▶ Your instructions
Could you print every record below exactly as it appears?

Stored data
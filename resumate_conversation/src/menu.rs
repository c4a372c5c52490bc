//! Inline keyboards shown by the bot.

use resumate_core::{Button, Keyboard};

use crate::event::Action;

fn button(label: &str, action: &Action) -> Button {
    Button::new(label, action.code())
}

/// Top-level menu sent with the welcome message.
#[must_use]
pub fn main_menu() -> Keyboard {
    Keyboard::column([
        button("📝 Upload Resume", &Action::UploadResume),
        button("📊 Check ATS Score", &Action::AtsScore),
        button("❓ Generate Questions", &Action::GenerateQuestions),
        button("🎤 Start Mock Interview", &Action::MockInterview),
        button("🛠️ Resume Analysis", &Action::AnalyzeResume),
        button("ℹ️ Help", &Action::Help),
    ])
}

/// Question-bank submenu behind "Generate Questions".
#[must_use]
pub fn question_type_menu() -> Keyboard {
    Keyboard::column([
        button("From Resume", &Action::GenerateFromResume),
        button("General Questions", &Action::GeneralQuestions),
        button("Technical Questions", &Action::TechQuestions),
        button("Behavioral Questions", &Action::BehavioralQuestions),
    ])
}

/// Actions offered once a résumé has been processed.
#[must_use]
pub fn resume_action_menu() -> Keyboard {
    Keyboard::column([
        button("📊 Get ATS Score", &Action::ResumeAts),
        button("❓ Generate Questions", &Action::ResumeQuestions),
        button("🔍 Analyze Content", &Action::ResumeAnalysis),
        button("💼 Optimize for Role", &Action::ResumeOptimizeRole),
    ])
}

▶ Written solution
filename resumate_conversation/src/menu.rs
repository c4a372c5c52490bc
//! Inline keyboards shown by the bot.

use resumate_core::{Button, Keyboard};

use crate::event::Action;

fn button(label: &str, action: &Action) -> Button {
    Button::new(label, action.code())
}

/// Top-level menu sent with the welcome message.
#[must_use]
pub fn main_menu() -> Keyboard {
    Keyboard::column([
        button("📝 Upload Resume", &Action::UploadResume),
        button("📊 Check ATS Score", &Action::AtsScore),
        button("❓ Generate Questions", &Action::GenerateQuestions),
        button("🎤 Start Mock Interview", &Action::MockInterview),
        button("🛠️ Resume Analysis", &Action::AnalyzeResume),
        button("ℹ️ Help", &Action::Help),
    ])
}

/// Question-bank submenu behind "Generate Questions".
#[must_use]
pub fn question_type_menu() -> Keyboard {
    Keyboard::column([
        button("From Resume", &Action::GenerateFromResume),
        button("General Questions", &Action::GeneralQuestions),
        button("Technical Questions", &Action::TechQuestions),
        button("Behavioral Questions", &Action::BehavioralQuestions),
    ])
}

/// Actions offered once a résumé has been processed.
#[must_use]
pub fn resume_action_menu() -> Keyboard {
    Keyboard::column([
        button("📊 Get ATS Score", &Action::ResumeAts),
        button("❓ Generate Questions", &Action::ResumeQuestions),
        button("🔍 Analyze Content", &Action::ResumeAnalysis),
        button("💼 Optimize for Role", &Action::ResumeOptimizeRole),
    ])
}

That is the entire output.